:: Records contained in a dataset ::
##########

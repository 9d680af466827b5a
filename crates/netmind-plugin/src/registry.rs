//! Plugin registry: intent → capable plugins, under scope and
//! capability filtering done by the dispatcher.

use std::sync::{Arc, RwLock};

use tracing::{info, warn};

use netmind_core::types::IntentKind;

use crate::context::PluginContext;
use crate::contract::Plugin;

struct Entry {
    plugin: Arc<dyn Plugin>,
    disabled: bool,
}

/// Holds plugin instances keyed by id, preserving registration order.
///
/// Mutations are rare (startup, marketplace install/uninstall) and never
/// block readers for long; the entry list is small.
pub struct PluginRegistry {
    entries: RwLock<Vec<Entry>>,
}

impl PluginRegistry {
    pub fn new() -> Self {
        Self {
            entries: RwLock::new(Vec::new()),
        }
    }

    /// Register a plugin, invoking its `initialize` with the process-wide
    /// context. Initialization failure keeps the plugin registered but
    /// disabled. Re-registering an id replaces the previous instance in
    /// place (the old one is disposed).
    pub async fn register(&self, plugin: Arc<dyn Plugin>, ctx: &PluginContext) {
        let id = plugin.id().to_string();
        let disabled = match plugin.initialize(ctx).await {
            Ok(()) => false,
            Err(e) => {
                warn!(plugin_id = %id, "plugin initialization failed, disabling: {e}");
                true
            }
        };

        let replaced = {
            let mut entries = self.entries.write().unwrap();
            match entries.iter_mut().find(|e| e.plugin.id() == id) {
                Some(slot) => {
                    let old = std::mem::replace(&mut slot.plugin, plugin);
                    slot.disabled = disabled;
                    Some(old)
                }
                None => {
                    entries.push(Entry { plugin, disabled });
                    None
                }
            }
        };

        if let Some(old) = replaced {
            old.dispose().await;
            info!(plugin_id = %id, "plugin replaced");
        } else {
            info!(plugin_id = %id, disabled, "plugin registered");
        }
    }

    /// Remove a plugin and dispose it. Returns false if the id is unknown.
    pub async fn unregister(&self, id: &str) -> bool {
        let removed = {
            let mut entries = self.entries.write().unwrap();
            let mut removed = None;
            entries.retain_mut(|e| {
                if e.plugin.id() == id {
                    removed = Some(Arc::clone(&e.plugin));
                    false
                } else {
                    true
                }
            });
            removed
        };
        match removed {
            Some(plugin) => {
                plugin.dispose().await;
                info!(plugin_id = %id, "plugin unregistered");
                true
            }
            None => false,
        }
    }

    /// Enabled plugins supporting `intent`, in registration order.
    pub fn by_intent(&self, intent: IntentKind) -> Vec<Arc<dyn Plugin>> {
        let entries = self.entries.read().unwrap();
        entries
            .iter()
            .filter(|e| !e.disabled && e.plugin.supported_intents().contains(&intent))
            .map(|e| Arc::clone(&e.plugin))
            .collect()
    }

    pub fn get(&self, id: &str) -> Option<Arc<dyn Plugin>> {
        let entries = self.entries.read().unwrap();
        entries
            .iter()
            .find(|e| e.plugin.id() == id)
            .map(|e| Arc::clone(&e.plugin))
    }

    pub fn is_disabled(&self, id: &str) -> bool {
        let entries = self.entries.read().unwrap();
        entries
            .iter()
            .any(|e| e.plugin.id() == id && e.disabled)
    }

    pub fn all(&self) -> Vec<Arc<dyn Plugin>> {
        let entries = self.entries.read().unwrap();
        entries.iter().map(|e| Arc::clone(&e.plugin)).collect()
    }

    /// (plugin id, keyword hints) for every enabled plugin — classifier
    /// context.
    pub fn keyword_hints(&self) -> Vec<(String, Vec<String>)> {
        let entries = self.entries.read().unwrap();
        entries
            .iter()
            .filter(|e| !e.disabled)
            .map(|e| {
                (
                    e.plugin.id().to_string(),
                    e.plugin
                        .keyword_hints()
                        .iter()
                        .map(|s| s.to_string())
                        .collect(),
                )
            })
            .collect()
    }

    /// Dispose every plugin in reverse registration order (shutdown).
    pub async fn dispose_all(&self) {
        let plugins: Vec<Arc<dyn Plugin>> = {
            let entries = self.entries.read().unwrap();
            entries.iter().rev().map(|e| Arc::clone(&e.plugin)).collect()
        };
        for plugin in plugins {
            plugin.dispose().await;
        }
        info!("all plugins disposed");
    }
}

impl Default for PluginRegistry {
    fn default() -> Self {
        Self::new()
    }
}

#[cfg(test)]
mod tests {
    use std::sync::atomic::{AtomicUsize, Ordering};
    use std::sync::Mutex;

    use async_trait::async_trait;

    use netmind_core::events::EventLog;
    use netmind_core::settings::ConfigStore;
    use netmind_store::{db, ConversationStore, DeviceCatalog};

    use super::*;
    use crate::context::PluginServices;
    use crate::contract::{ExecutionOutput, ContentBlock};
    use crate::error::ExecutionError;
    use crate::ExecutionContext;

    fn test_context() -> PluginContext {
        let dir = tempfile::tempdir().unwrap();
        let path = dir.path().join("test.db");
        let catalog = DeviceCatalog::new(db::open(&path).unwrap());
        let conversations = ConversationStore::spawn(
            db::open_existing(&path).unwrap(),
            db::open_existing(&path).unwrap(),
        );
        std::mem::forget(dir);
        let services = Arc::new(PluginServices {
            config: Arc::new(ConfigStore::in_memory(None)),
            events: Arc::new(EventLog::new()),
            catalog: Arc::new(catalog),
            conversations: Arc::new(conversations),
            llm: None,
        });
        PluginContext::new(true, services)
    }

    struct FakePlugin {
        id: String,
        intents: Vec<IntentKind>,
        fail_init: bool,
        disposed: Arc<AtomicUsize>,
        dispose_log: Option<Arc<Mutex<Vec<String>>>>,
    }

    impl FakePlugin {
        fn new(id: &str, intents: Vec<IntentKind>) -> Self {
            Self {
                id: id.to_string(),
                intents,
                fail_init: false,
                disposed: Arc::new(AtomicUsize::new(0)),
                dispose_log: None,
            }
        }
    }

    #[async_trait]
    impl Plugin for FakePlugin {
        fn id(&self) -> &str {
            &self.id
        }

        fn supported_intents(&self) -> &[IntentKind] {
            &self.intents
        }

        async fn initialize(&self, _ctx: &PluginContext) -> Result<(), ExecutionError> {
            if self.fail_init {
                Err(ExecutionError::Internal("boom".into()))
            } else {
                Ok(())
            }
        }

        async fn execute(
            &self,
            _text: &str,
            _ctx: &ExecutionContext,
        ) -> Result<ExecutionOutput, ExecutionError> {
            Ok(ExecutionOutput::success(vec![ContentBlock::text("ok")]))
        }

        async fn dispose(&self) {
            self.disposed.fetch_add(1, Ordering::SeqCst);
            if let Some(log) = &self.dispose_log {
                log.lock().unwrap().push(self.id.clone());
            }
        }
    }

    #[tokio::test]
    async fn by_intent_returns_registration_order() {
        let registry = PluginRegistry::new();
        let ctx = test_context();
        registry
            .register(
                Arc::new(FakePlugin::new("ping", vec![IntentKind::NetworkPing])),
                &ctx,
            )
            .await;
        registry
            .register(
                Arc::new(FakePlugin::new("ping-alt", vec![IntentKind::NetworkPing])),
                &ctx,
            )
            .await;

        let plugins = registry.by_intent(IntentKind::NetworkPing);
        let ids: Vec<_> = plugins.iter().map(|p| p.id().to_string()).collect();
        assert_eq!(ids, vec!["ping", "ping-alt"]);
    }

    #[tokio::test]
    async fn failed_init_marks_disabled_not_removed() {
        let registry = PluginRegistry::new();
        let ctx = test_context();
        let mut plugin = FakePlugin::new("broken", vec![IntentKind::NetworkPing]);
        plugin.fail_init = true;
        registry.register(Arc::new(plugin), &ctx).await;

        assert!(registry.get("broken").is_some());
        assert!(registry.is_disabled("broken"));
        assert!(registry.by_intent(IntentKind::NetworkPing).is_empty());
    }

    #[tokio::test]
    async fn reregister_replaces_and_disposes_old() {
        let registry = PluginRegistry::new();
        let ctx = test_context();
        let first = FakePlugin::new("ping", vec![IntentKind::NetworkPing]);
        let disposed = Arc::clone(&first.disposed);
        registry.register(Arc::new(first), &ctx).await;
        registry
            .register(
                Arc::new(FakePlugin::new("ping", vec![IntentKind::NetworkPing])),
                &ctx,
            )
            .await;

        assert_eq!(disposed.load(Ordering::SeqCst), 1);
        assert_eq!(registry.all().len(), 1);
    }

    #[tokio::test]
    async fn dispose_all_runs_in_reverse_order() {
        let registry = PluginRegistry::new();
        let ctx = test_context();
        let log = Arc::new(Mutex::new(Vec::new()));
        for id in ["a", "b", "c"] {
            let mut plugin = FakePlugin::new(id, vec![IntentKind::ChatAsk]);
            plugin.dispose_log = Some(Arc::clone(&log));
            registry.register(Arc::new(plugin), &ctx).await;
        }
        registry.dispose_all().await;
        assert_eq!(*log.lock().unwrap(), vec!["c", "b", "a"]);
    }
}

##########

:: WHAT IS BEING ASKED ::
Extract exactly and only the lines above from the line containing "use netmind_core::events::EventLog;" through the line containing "async fn dispose(&self)", both end lines included.

:: FINISHED EXERCISE ::
    use netmind_core::events::EventLog;
    use netmind_core::settings::ConfigStore;
    use netmind_store::{db, ConversationStore, DeviceCatalog};

    use super::*;
    use crate::context::PluginServices;
    use crate::contract::{ExecutionOutput, ContentBlock};
    use crate::error::ExecutionError;
    use crate::ExecutionContext;

    fn test_context() -> PluginContext {
        let dir = tempfile::tempdir().unwrap();
        let path = dir.path().join("test.db");
        let catalog = DeviceCatalog::new(db::open(&path).unwrap());
        let conversations = ConversationStore::spawn(
            db::open_existing(&path).unwrap(),
            db::open_existing(&path).unwrap(),
        );
        std::mem::forget(dir);
        let services = Arc::new(PluginServices {
            config: Arc::new(ConfigStore::in_memory(None)),
            events: Arc::new(EventLog::new()),
            catalog: Arc::new(catalog),
            conversations: Arc::new(conversations),
            llm: None,
        });
        PluginContext::new(true, services)
    }

    struct FakePlugin {
        id: String,
        intents: Vec<IntentKind>,
        fail_init: bool,
        disposed: Arc<AtomicUsize>,
        dispose_log: Option<Arc<Mutex<Vec<String>>>>,
    }

    impl FakePlugin {
        fn new(id: &str, intents: Vec<IntentKind>) -> Self {
            Self {
                id: id.to_string(),
                intents,
                fail_init: false,
                disposed: Arc::new(AtomicUsize::new(0)),
                dispose_log: None,
            }
        }
    }

    #[async_trait]
    impl Plugin for FakePlugin {
        fn id(&self) -> &str {
            &self.id
        }

        fn supported_intents(&self) -> &[IntentKind] {
            &self.intents
        }

        async fn initialize(&self, _ctx: &PluginContext) -> Result<(), ExecutionError> {
            if self.fail_init {
                Err(ExecutionError::Internal("boom".into()))
            } else {
                Ok(())
            }
        }

        async fn execute(
            &self,
            _text: &str,
            _ctx: &ExecutionContext,
        ) -> Result<ExecutionOutput, ExecutionError> {
            Ok(ExecutionOutput::success(vec![ContentBlock::text("ok")]))
        }

        async fn dispose(&self) {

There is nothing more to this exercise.